Ranking Member Don Beyer (D-VA) of the Subcommittee on Oversight said, “Satellites have a critical role in weather forecasting. Losing coverage of either system could have serious or even catastrophic effects on public safety.” He continued, “The ongoing delays on these programs increase the cost of these satellites, distort NOAA’s budget, and limit the agency’s resources for weather forecasting and important research into weather, oceans, and climate science.”
Members spoke with the witnesses about strategies to ensure successful implementation of these programs. Both the members and the witnesses are eager to work together to find solutions for the ongoing issues plaguing these satellite systems.

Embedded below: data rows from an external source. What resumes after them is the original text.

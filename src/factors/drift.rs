//! Mean-median drift factor: detect skewed numeric columns and apply a
//! variance-stabilizing monotonic transform.

use serde::Serialize;
use serde_json::json;

use crate::{
    document::{CellValue, ColumnType, TableDocument},
    error::Result,
    issue::{Issue, IssueCategory, IssueSeverity},
    stats,
};

use super::{FactorId, FactorOutcome, PipelineConfig, QualityFactor};

/// Settings for the drift factor.
#[derive(Debug, Clone)]
pub struct DriftConfig {
    /// Relative drift `|mean - median| / mean` above which a column is
    /// transformed.
    pub threshold: f64,
}

impl Default for DriftConfig {
    fn default() -> Self {
        Self { threshold: 0.2 }
    }
}

/// Monotonic transform applied to a drifted column.
#[derive(Debug, Clone, Copy, PartialEq, Eq, Serialize)]
#[serde(rename_all = "lowercase")]
pub enum DriftTransform {
    /// `ln(1 + x)` after shifting.
    Log,
    /// `sqrt(x)` after shifting.
    Sqrt,
    /// Box-Cox-like power 0.5: `2 * (sqrt(x) - 1)` after shifting.
    Power,
}

impl DriftTransform {
    /// Name used in log lines.
    pub fn name(&self) -> &'static str {
        match self {
            Self::Log => "log",
            Self::Sqrt => "sqrt",
            Self::Power => "power",
        }
    }

    /// Pick a transform from the column's skewness: heavier tails get
    /// stronger compression.
    fn for_skewness(skew: f64) -> Self {
        if skew.abs() > 1.0 {
            Self::Log
        } else if skew.abs() > 0.5 {
            Self::Sqrt
        } else {
            Self::Power
        }
    }

    /// Apply to one value, already domain-shifted.
    fn apply(&self, value: f64) -> f64 {
        match self {
            Self::Log => value.ln_1p(),
            Self::Sqrt => value.sqrt(),
            Self::Power => 2.0 * (value.sqrt() - 1.0),
        }
    }
}

/// Distribution profile of one numeric column.
#[derive(Debug, Clone, Serialize)]
pub struct ColumnDriftProfile {
    /// Column name.
    pub column: String,
    /// Arithmetic mean.
    pub mean: f64,
    /// Median.
    pub median: f64,
    /// Relative drift `|mean - median| / mean`; `None` when the mean is
    /// zero.
    pub drift: Option<f64>,
    /// Third-moment skewness.
    pub skewness: f64,
    /// Transform selected when the drift exceeds the threshold.
    pub transform: Option<DriftTransform>,
}

/// Mean-median drift detector/fixer.
pub struct MeanMedianDrift;

impl MeanMedianDrift {
    /// Profile every numeric column against the drift threshold.
    pub fn drift_profile(
        doc: &TableDocument,
        threshold: f64,
    ) -> Result<Vec<ColumnDriftProfile>> {
        let mut profiles = Vec::new();
        for name in doc.columns_of_type(ColumnType::Numeric) {
            let values = doc.numeric_values(&name)?;
            let (Some(mean), Some(median), Some(skewness)) = (
                stats::mean(&values),
                stats::median(&values),
                stats::skewness(&values),
            ) else {
                continue;
            };
            let drift = stats::mean_median_drift(&values);
            let transform = match drift {
                Some(d) if d > threshold => Some(DriftTransform::for_skewness(skewness)),
                _ => None,
            };
            profiles.push(ColumnDriftProfile {
                column: name,
                mean,
                median,
                drift,
                skewness,
                transform,
            });
        }
        Ok(profiles)
    }
}

impl QualityFactor for MeanMedianDrift {
    fn id(&self) -> FactorId {
        FactorId::MeanMedianDrift
    }

    fn detect(&self, doc: &TableDocument, config: &PipelineConfig) -> Result<Vec<Issue>> {
        let issues = Self::drift_profile(doc, config.drift.threshold)?
            .into_iter()
            .filter(|p| p.transform.is_some())
            .map(|p| {
                Issue::flag(
                    0,
                    &p.column,
                    CellValue::Null,
                    format!(
                        "'{}' is skewed: drift {:.1}%, skewness {:.2}",
                        p.column,
                        p.drift.unwrap_or(0.0) * 100.0,
                        p.skewness
                    ),
                    IssueCategory::LogicalError,
                    IssueSeverity::Info,
                )
            })
            .collect();
        Ok(issues)
    }

    fn fix(&self, doc: &TableDocument, config: &PipelineConfig) -> Result<FactorOutcome> {
        let profiles = Self::drift_profile(doc, config.drift.threshold)?;
        let mut fixed = doc.clone();
        let mut transformed: Vec<String> = Vec::new();
        let mut log = Vec::new();

        for profile in profiles {
            let Some(transform) = profile.transform else {
                continue;
            };
            let values = doc.numeric_values(&profile.column)?;
            let min = values.iter().copied().fold(f64::INFINITY, f64::min);
            // Shift the domain so the transform stays defined for
            // non-positive values.
            let shift = if min <= 0.0 { -min + 1.0 } else { 0.0 };

            for i in 0..fixed.num_rows() {
                if let Some(CellValue::Number(n)) = fixed.value(i, &profile.column) {
                    if n.is_finite() {
                        let new = transform.apply(n + shift);
                        fixed.set_value(i, &profile.column, CellValue::Number(new))?;
                    }
                }
            }
            log.push(format!(
                "Applied {} transformation to {} due to high mean-median drift ({:.2}%)",
                transform.name(),
                profile.column,
                profile.drift.unwrap_or(0.0) * 100.0
            ));
            transformed.push(profile.column);
        }

        let stats = json!({
            "columns_with_drift": transformed.len(),
            "transformed_columns": transformed,
        });
        Ok(FactorOutcome {
            document: fixed,
            stats,
            log,
        })
    }
}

Ranking Member Eddie Bernice Johnson (D-TX) said in her statement for the record, “These two programs will play a critical role in ensuring the continued health of our weather forecasting capability, and they both have been a key area of bipartisan oversight for the Committee.
“It is important for Congress to continue to work with NOAA and NASA to ensure that these programs are fielded successfully, and as quickly, as possible to mitigate any potential gaps in satellite coverage.”